Q&A: Talk about indecisive! Senior Shriya Nadgauda applies to 21 colleges, setting class record

(Photo used by permission of Nadgauda)
Senior Shriya Nadgauda, left, jumps with some friends at UCLA while on a tour of colleges in southern California.

Senior Shriya Nadgauda applied to 21 colleges, nine of which were UC’s – the highest number in her class (although far less than the 28 applications Jillian DePoy, ’10, submitted eight years ago). Nadgauda plans to study Electrical and Computer Engineering (ECE). She has already been accepted to seven colleges, including Harvey Mudd, which she plans to attend.

Q: Why did you apply to so many colleges?

A: It wasn’t really an active choice. There were a lot of colleges on my initial list, and then I had a hard time taking them off. And as time went on, there were a lot of schools that were added to the list.

Q: Was it hard to find time to apply to all of them?

A: Writing essays takes a while, and a lot of schools have two or three supplements each. However, a lot of colleges ask pretty similar questions, so there were a lot of essays I reused.

Q: Wasn’t it expensive?

A: Most college apps are $50-$70, so the price adds up fast, especially when you take into consideration that you also have to send your (SAT) scores to all of the colleges ($12 per college). Since I sent my ACT and SAT Subject Tests it’s $24 per college. However, if you apply to any UC’s, you only need to send your scores to one of them.

Q: Were there some “backup colleges” on your list?

A: There were nearly no colleges on my list that I didn’t consider going to, especially if I was accepted. However, I did apply to a lot of safety colleges because many of my top choices were colleges with really low acceptance rates.

But most of the schools I applied to, even the safety colleges, were schools with a strong engineering program, which is what I am interested in. So even if I didn’t get into my top colleges, I still had some good options.

Q: Is there a specific field of engineering you are interested in?

A: I took a course in ECE over the summer at Carnegie Mellon University in Pittsburgh. I really enjoyed it, so that is probably what I’ll major in.

Q: Was everyone supportive of your decision to apply to all to all of these colleges?

A: My family was really supportive. My friends mostly just made fun of me because of the amount of essays I had to write!

Q: How did your college counselor react?

A: (College counselor Chris Kuipers) was amused. He didn’t really understand why I was applying to so many safeties, but other than that he was really supportive. He helped a lot with all my essays by helping me narrow the focus of my essays and cut them down to fit the word limit.

Q: How many essays did you write?

A: I don’t know the exact number. I wrote a lot of essays that were really similar because some colleges ask the same or a very similar question. I probably wrote about 15 unique essays. The others were all versions of those (15 essays).

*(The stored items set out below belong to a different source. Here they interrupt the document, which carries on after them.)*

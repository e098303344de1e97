// Serial register protocol for the base controller board.
//
// The wheel servos and the IMU unit share one half-duplex bus speaking a
// Feetech-compatible packet format:
//   [0xFF, 0xFF, unit id, length, instruction, params..., checksum]
// Velocity and yaw registers use the bus's sign-magnitude convention
// (bit 15 = direction); the accumulated position register is plain
// little-endian two's complement.

use std::io::{Read, Write};
use std::time::Duration;

use serialport::SerialPort;
use tracing::debug;

pub const DEFAULT_BAUDRATE: u32 = 1_000_000;
pub const DEFAULT_TIMEOUT_MS: u64 = 100;

const HEADER: [u8; 2] = [0xFF, 0xFF];
const BROADCAST_ID: u8 = 0xFE;

#[repr(u8)]
#[derive(Debug, Clone, Copy)]
enum Instruction {
    Ping = 0x01,
    ReadData = 0x02,
    WriteData = 0x03,
    SyncWrite = 0x83,
}

/// Register map of the base controller board.
#[repr(u8)]
#[derive(Debug, Clone, Copy)]
pub enum Register {
    // Servo units (RAM area)
    OperatingMode = 33,   // 1 byte: 0 = position, 1 = velocity
    TorqueEnable = 40,    // 1 byte: 0 = coast, 1 = hold
    GoalVelocity = 46,    // 2 bytes, sign-magnitude
    PresentPosition = 56, // 4 bytes, accumulated shaft degrees, read-only
    PresentVelocity = 60, // 2 bytes, sign-magnitude, read-only

    // IMU unit
    YawAngle = 70,     // 2 bytes, sign-magnitude, tenths of a degree
    YawReset = 72,     // write 1 to re-zero the yaw reference
    MotionStatus = 73, // 1 byte, bit 0 = rate estimate settled
}

#[repr(u8)]
#[derive(Debug, Clone, Copy, PartialEq)]
pub enum OperatingMode {
    Position = 0,
    Velocity = 1,
}

#[derive(Debug, thiserror::Error)]
pub enum HubError {
    #[error("serial port error: {0}")]
    Serial(#[from] serialport::Error),

    #[error("io error: {0}")]
    Io(#[from] std::io::Error),

    #[error("malformed response from unit {id}: {reason}")]
    BadResponse { id: u8, reason: String },

    #[error("checksum mismatch in response from unit {id}")]
    Checksum { id: u8 },

    #[error("unit {id} reported fault status 0x{status:02X}")]
    UnitFault { id: u8, status: u8 },

    #[error("no response from unit {id}")]
    Timeout { id: u8 },

    #[error("bus lock poisoned")]
    Poisoned,
}

pub type Result<T> = std::result::Result<T, HubError>;

/// Owns the serial port and frames every register access.
pub struct HubBus {
    port: Box<dyn SerialPort>,
}

impl HubBus {
    pub fn open(port_name: &str) -> Result<Self> {
        Self::open_with_baudrate(port_name, DEFAULT_BAUDRATE)
    }

    pub fn open_with_baudrate(port_name: &str, baudrate: u32) -> Result<Self> {
        let port = serialport::new(port_name, baudrate)
            .timeout(Duration::from_millis(DEFAULT_TIMEOUT_MS))
            .open()?;
        Ok(Self { port })
    }

    /// Checksum over everything after the header: complement of the byte sum.
    fn checksum(body: &[u8]) -> u8 {
        let sum: u16 = body.iter().map(|&b| u16::from(b)).sum();
        !(sum as u8)
    }

    fn frame(id: u8, instruction: Instruction, params: &[u8]) -> Vec<u8> {
        let mut packet = Vec::with_capacity(6 + params.len());
        packet.extend_from_slice(&HEADER);
        packet.push(id);
        packet.push((params.len() + 2) as u8); // instruction + checksum
        packet.push(instruction as u8);
        packet.extend_from_slice(params);
        packet.push(Self::checksum(&packet[2..]));
        packet
    }

    fn send(&mut self, frame: &[u8]) -> Result<()> {
        self.port.write_all(frame)?;
        self.port.flush()?;
        Ok(())
    }

    /// Read one status frame, returning its parameter bytes.
    fn read_status(&mut self, expected_id: u8) -> Result<Vec<u8>> {
        let mut preamble = [0u8; 4]; // header, id, length
        self.port.read_exact(&mut preamble).map_err(|e| {
            if e.kind() == std::io::ErrorKind::TimedOut {
                HubError::Timeout { id: expected_id }
            } else {
                HubError::Io(e)
            }
        })?;

        if preamble[..2] != HEADER {
            return Err(HubError::BadResponse {
                id: expected_id,
                reason: format!("bad header {:02X?}", &preamble[..2]),
            });
        }
        let id = preamble[2];
        if id != expected_id {
            return Err(HubError::BadResponse {
                id: expected_id,
                reason: format!("answered as unit {id}"),
            });
        }

        // length covers fault byte + params + checksum
        let length = preamble[3] as usize;
        if length < 2 {
            return Err(HubError::BadResponse {
                id,
                reason: format!("undersized frame (length {length})"),
            });
        }
        let mut body = vec![0u8; length];
        self.port.read_exact(&mut body)?;

        let mut checked = vec![id, length as u8];
        checked.extend_from_slice(&body[..length - 1]);
        if Self::checksum(&checked) != body[length - 1] {
            return Err(HubError::Checksum { id });
        }

        let status = body[0];
        if status != 0 {
            return Err(HubError::UnitFault { id, status });
        }
        Ok(body[1..length - 1].to_vec())
    }

    /// Ping a unit; a timeout means it is absent, not a bus failure.
    pub fn ping(&mut self, id: u8) -> Result<bool> {
        self.send(&Self::frame(id, Instruction::Ping, &[]))?;
        match self.read_status(id) {
            Ok(_) => Ok(true),
            Err(HubError::Timeout { .. }) => Ok(false),
            Err(e) => Err(e),
        }
    }

    fn write_register(&mut self, id: u8, register: Register, payload: &[u8]) -> Result<()> {
        let mut params = vec![register as u8];
        params.extend_from_slice(payload);
        debug!(id, ?register, ?payload, "register write");
        self.send(&Self::frame(id, Instruction::WriteData, &params))?;
        self.read_status(id).map(|_| ())
    }

    fn read_register(&mut self, id: u8, register: Register, len: u8) -> Result<Vec<u8>> {
        self.send(&Self::frame(id, Instruction::ReadData, &[register as u8, len]))?;
        let data = self.read_status(id)?;
        if data.len() != len as usize {
            return Err(HubError::BadResponse {
                id,
                reason: format!("expected {len} bytes, got {}", data.len()),
            });
        }
        Ok(data)
    }

    pub fn write_u8(&mut self, id: u8, register: Register, value: u8) -> Result<()> {
        self.write_register(id, register, &[value])
    }

    pub fn write_u16(&mut self, id: u8, register: Register, value: u16) -> Result<()> {
        self.write_register(id, register, &value.to_le_bytes())
    }

    /// Write a signed value in the bus's sign-magnitude encoding.
    pub fn write_i16(&mut self, id: u8, register: Register, value: i16) -> Result<()> {
        self.write_u16(id, register, encode_sign_magnitude(value))
    }

    pub fn read_u8(&mut self, id: u8, register: Register) -> Result<u8> {
        Ok(self.read_register(id, register, 1)?[0])
    }

    pub fn read_u16(&mut self, id: u8, register: Register) -> Result<u16> {
        let data = self.read_register(id, register, 2)?;
        Ok(u16::from_le_bytes([data[0], data[1]]))
    }

    /// Read a sign-magnitude register as a signed value.
    pub fn read_i16(&mut self, id: u8, register: Register) -> Result<i16> {
        Ok(decode_sign_magnitude(self.read_u16(id, register)?))
    }

    /// Read a 4-byte two's-complement register.
    pub fn read_i32(&mut self, id: u8, register: Register) -> Result<i32> {
        let data = self.read_register(id, register, 4)?;
        Ok(i32::from_le_bytes([data[0], data[1], data[2], data[3]]))
    }

    /// Write the same register on several units in one broadcast frame, so
    /// both wheels change speed in the same bus cycle. No status frame
    /// comes back for a sync write.
    pub fn sync_write_i16(&mut self, register: Register, data: &[(u8, i16)]) -> Result<()> {
        if data.is_empty() {
            return Ok(());
        }
        let mut params = vec![register as u8, 2];
        for &(id, value) in data {
            params.push(id);
            params.extend_from_slice(&encode_sign_magnitude(value).to_le_bytes());
        }
        debug!(units = data.len(), ?register, "sync write");
        self.send(&Self::frame(BROADCAST_ID, Instruction::SyncWrite, &params))
    }

    pub fn set_torque(&mut self, id: u8, on: bool) -> Result<()> {
        self.write_u8(id, Register::TorqueEnable, on as u8)
    }

    /// Operating mode changes require torque to be off.
    pub fn set_operating_mode(&mut self, id: u8, mode: OperatingMode) -> Result<()> {
        self.write_u8(id, Register::OperatingMode, mode as u8)
    }

    pub fn set_velocity(&mut self, id: u8, velocity: i16) -> Result<()> {
        self.write_i16(id, Register::GoalVelocity, velocity)
    }

    pub fn get_velocity(&mut self, id: u8) -> Result<i16> {
        self.read_i16(id, Register::PresentVelocity)
    }
}

/// Bit 15 = direction (1 = negative), bits 0-14 = magnitude.
fn encode_sign_magnitude(value: i16) -> u16 {
    if value >= 0 {
        value as u16
    } else {
        0x8000 | value.unsigned_abs()
    }
}

fn decode_sign_magnitude(raw: u16) -> i16 {
    let magnitude = (raw & 0x7FFF) as i16;
    if raw & 0x8000 != 0 { -magnitude } else { magnitude }
}

#[cfg(test)]
mod tests {
    use super::*;

    #[test]
    fn test_checksum_complements_byte_sum() {
        // id=2, length=4, WRITE, addr=46, payload 0x64 0x00
        let body = [2u8, 4, 0x03, 46, 0x64, 0x00];
        // sum = 155, !155 = 100
        assert_eq!(HubBus::checksum(&body), 100);
    }

    #[test]
    fn test_ping_frame_layout() {
        let frame = HubBus::frame(1, Instruction::Ping, &[]);
        assert_eq!(frame.len(), 6);
        assert_eq!(&frame[..2], &HEADER);
        assert_eq!(frame[2], 1); // unit id
        assert_eq!(frame[3], 2); // instruction + checksum
        assert_eq!(frame[4], 0x01);
        assert_eq!(frame[5], HubBus::checksum(&frame[2..5]));
    }

    #[test]
    fn test_sign_magnitude_round_trip() {
        assert_eq!(encode_sign_magnitude(0), 0);
        assert_eq!(encode_sign_magnitude(400), 400);
        assert_eq!(encode_sign_magnitude(-400), 0x8000 | 400);
        assert_eq!(encode_sign_magnitude(-1), 0x8001);

        for value in [0i16, 1, -1, 400, -400, 3000, -3000] {
            assert_eq!(decode_sign_magnitude(encode_sign_magnitude(value)), value);
        }
    }
}
// Hardware access for the base.
//
// Provides:
// - The serial register protocol shared by the wheel servos and IMU unit
// - A high-level driver handing out drive/heading/encoder handles
// - Differential steering math and distance conversion

mod driver;
pub mod bus;
pub mod kinematics;

pub use bus::{HubBus, HubError, OperatingMode, Register};
pub use driver::{
    HubDrivePair, HubDriver, HubHeadingSensor, HubWheelEncoder, IMU_ID, MOTOR_ID_LEFT,
    MOTOR_ID_RIGHT,
};
pub use kinematics::{MAX_RAW, TankVelocities, degrees_for_distance, steer_to_tank};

Q: Which schools have you been accepted to?

A: The University of the Pacific, the University of Illinois at Urbana Champaign, Santa Clara University, the University of Southern California, Rensselaer Polytechnic Institute, Cal Poly (San Luis Obispo) and Harvey Mudd. Some colleges still haven’t finished applications yet, so this list isn’t complete.

Q: You were accepted to Harvey Mudd on Feb 15. Why did you choose to attend?

A: I really wanted to go to a small school that had a focus on engineering.

Harvey Mudd also has a clinic program that really appealed to me. (In their junior and senior years, students at Harvey Mudd work together in groups of four or five to solve technical problems for corporate, national, laboratory and agency sponsors.)

Harvey Mudd also has a very cooperative atmosphere among students, rather than a competitive one. Lastly, I will be able to take classes at the other Claremont Colleges, and it is in California.